> **Material to process**:
//! Demo accounts and tenders, shared by the local store and `tenders seed`

use chrono::{NaiveDate, Utc};
use sqlx::PgPool;

use crate::auth::hash_password;
use crate::database::{TenderRepository, UserRepository};
use crate::filter::{Filter, QueryMode, TenderQuery};
use crate::models::{Tender, TenderInput, ValidationError};
use crate::types::Role;

pub struct DemoUser {
    pub email: &'static str,
    pub password: &'static str,
    pub full_name: &'static str,
    pub role: Role,
}

pub const DEMO_USERS: [DemoUser; 2] = [
    DemoUser {
        email: "admin@example.com",
        password: "admin123",
        full_name: "Admin User",
        role: Role::Admin,
    },
    DemoUser {
        email: "user@example.com",
        password: "user123",
        full_name: "Regular User",
        role: Role::User,
    },
];

struct DemoTender {
    title: &'static str,
    description: &'static str,
    budget: f64,
    deadline: &'static str,
    status: &'static str,
    category: &'static str,
    created_on: (i32, u32, u32),
    company: &'static str,
    location: &'static str,
    requirements: &'static [&'static str],
    contact: &'static str,
}

const DEMO_TENDERS: [DemoTender; 5] = [
    DemoTender {
        title: "Мемлекеттік ақпараттық жүйелерді әзірлеу",
        description: "Мемлекеттік қызметтерді көрсету үшін ақпараттық жүйелерді әзірлеу және енгізу",
        budget: 45_000_000.0,
        deadline: "2023-12-31",
        status: "open",
        category: "IT және цифрландыру",
        created_on: (2023, 5, 15),
        company: "Цифрлық даму министрлігі",
        location: "Астана, Қазақстан",
        requirements: &[
            "5+ жыл IT саласындағы тәжірибе",
            "Мемлекеттік жобаларда жұмыс тәжірибесі",
            "Ақпараттық қауіпсіздік стандарттарын білу",
        ],
        contact: "it-projects@gov.kz",
    },
    DemoTender {
        title: "Мектеп ғимаратын жаңғырту",
        description: "Алматы қаласындағы №123 мектеп ғимаратын толық жаңғырту жұмыстары",
        budget: 350_000_000.0,
        deadline: "2024-03-15",
        status: "open",
        category: "Құрылыс",
        created_on: (2023, 6, 10),
        company: "Алматы қаласы әкімдігі",
        location: "Алматы, Қазақстан",
        requirements: &[
            "Құрылыс лицензиясы",
            "Білім беру нысандарын салу тәжірибесі",
            "Жоба мерзімінде аяқтау мүмкіндігі",
        ],
        contact: "construction@almaty.gov.kz",
    },
    DemoTender {
        title: "Қоғамдық көлік жүйесін жаңарту",
        description: "Қарағанды қаласында автобус паркін жаңарту және көлік маршруттарын оңтайландыру",
        budget: 420_000_000.0,
        deadline: "2023-10-01",
        status: "closed",
        category: "Көлік және логистика",
        created_on: (2023, 4, 20),
        company: "Қарағанды қаласы әкімдігі",
        location: "Қарағанды, Қазақстан",
        requirements: &[
            "Көлік жүйелерін басқару тәжірибесі",
            "Логистикалық шешімдер тәжірибесі",
            "Жобаларды басқару сертификаты",
        ],
        contact: "transport@karaganda.gov.kz",
    },
    DemoTender {
        title: "Электронды денсаулық сақтау жүйесін құру",
        description: "Медициналық қызметтерді басқару және пациенттерді тіркеу үшін мобильді қосымша әзірлеу",
        budget: 120_000_000.0,
        deadline: "2024-01-15",
        status: "open",
        category: "IT және цифрландыру",
        created_on: (2023, 7, 5),
        company: "Денсаулық сақтау министрлігі",
        location: "Астана, Қазақстан",
        requirements: &[
            "Мобильді қосымшаларды әзірлеу тәжірибесі",
            "Медициналық ақпараттық жүйелерді білу",
            "Деректерді қорғау стандарттарын сақтау",
        ],
        contact: "healthit@gov.kz",
    },
    DemoTender {
        title: "Ауыл шаруашылығын қолдау бағдарламасын әзірлеу",
        description: "Ауыл шаруашылығы өндірісін жаңғырту және инновациялық технологияларды енгізу бағдарламасын әзірлеу",
        budget: 250_000_000.0,
        deadline: "2024-04-30",
        status: "open",
        category: "Ауыл шаруашылығы",
        created_on: (2023, 8, 12),
        company: "Ауыл шаруашылығы министрлігі",
        location: "Астана, Қазақстан",
        requirements: &[
            "Ауыл шаруашылығы саласындағы тәжірибе",
            "Мемлекеттік бағдарламаларды әзірлеу тәжірибесі",
            "Экономикалық талдау дағдылары",
        ],
        contact: "agri@gov.kz",
    },
];

/// Suggested categories for new tenders; any string is accepted
pub const CATEGORIES: [&str; 8] = [
    "IT және цифрландыру",
    "Құрылыс",
    "Көлік және логистика",
    "Денсаулық сақтау",
    "Ауыл шаруашылығы",
    "Білім беру",
    "Экология",
    "Басқа",
];

impl DemoTender {
    fn input(&self) -> TenderInput {
        TenderInput {
            title: Some(self.title.to_string()),
            description: Some(self.description.to_string()),
            budget: Some(self.budget),
            deadline: Some(self.deadline.to_string()),
            status: Some(self.status.to_string()),
            category: Some(self.category.to_string()),
            company: Some(self.company.to_string()),
            location: Some(self.location.to_string()),
            requirements: Some(self.requirements.iter().map(|r| r.to_string()).collect()),
            contact: Some(self.contact.to_string()),
        }
    }

    fn created_on(&self) -> Option<NaiveDate> {
        let (y, m, d) = self.created_on;
        NaiveDate::from_ymd_opt(y, m, d)
    }
}

/// Demo tenders with ids 1..=5, owned by `owner`
pub fn demo_tenders(owner: i32) -> Result<Vec<Tender>, ValidationError> {
    DEMO_TENDERS
        .iter()
        .zip(1..)
        .map(|(demo, id)| -> Result<Tender, ValidationError> {
            let created_at = demo
                .created_on()
                .and_then(|date| date.and_hms_opt(9, 0, 0))
                .map(|naive| naive.and_utc())
                .unwrap_or_else(Utc::now);
            Ok(Tender::from_draft(id, demo.input().into_draft()?, Some(owner), created_at))
        })
        .collect()
}

#[derive(Debug, Default, Clone, Copy, PartialEq, Eq)]
pub struct SeedReport {
    pub users_created: usize,
    pub tenders_created: usize,
}

/// Creates missing demo users, then the demo tenders if the tenders table
/// is empty. Safe to run repeatedly.
pub async fn seed_database(pool: &PgPool) -> anyhow::Result<SeedReport> {
    let users = UserRepository::new(pool.clone());
    let mut report = SeedReport::default();
    let mut admin_id = None;

    for demo in &DEMO_USERS {
        let row = match users.find_by_email(demo.email).await? {
            Some(row) => row,
            None => {
                let hash = hash_password(demo.password)?;
                report.users_created += 1;
                users.create(demo.email, &hash, demo.full_name, demo.role).await?
            }
        };
        if demo.role.is_admin() {
            admin_id = Some(row.id);
        }
    }
    let admin_id = admin_id.ok_or_else(|| anyhow::anyhow!("no admin account in demo users"))?;

    let tenders = TenderRepository::new(pool.clone());
    let existing = tenders
        .select_any(Filter::new(&TenderQuery::default(), QueryMode::Search))
        .await?;
    if existing.is_empty() {
        for demo in &DEMO_TENDERS {
            tenders.create(&demo.input().into_draft()?, admin_id).await?;
            report.tenders_created += 1;
        }
    } else {
        tracing::info!("{} tenders already present, skipping demo tenders", existing.len());
    }

    tracing::info!(
        "seeded {} users and {} tenders",
        report.users_created,
        report.tenders_created
    );
    Ok(report)
}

> **Problem to solve**: Could you restate, word for word, the lines above from the one with "to run repeatedly." to the one with "let tenders = TenderRepository::new(pool.clone());", both included?

> **Output for this exercise**:
/// is empty. Safe to run repeatedly.
pub async fn seed_database(pool: &PgPool) -> anyhow::Result<SeedReport> {
    let users = UserRepository::new(pool.clone());
    let mut report = SeedReport::default();
    let mut admin_id = None;

    for demo in &DEMO_USERS {
        let row = match users.find_by_email(demo.email).await? {
            Some(row) => row,
            None => {
                let hash = hash_password(demo.password)?;
                report.users_created += 1;
                users.create(demo.email, &hash, demo.full_name, demo.role).await?
            }
        };
        if demo.role.is_admin() {
            admin_id = Some(row.id);
        }
    }
    let admin_id = admin_id.ok_or_else(|| anyhow::anyhow!("no admin account in demo users"))?;

    let tenders = TenderRepository::new(pool.clone());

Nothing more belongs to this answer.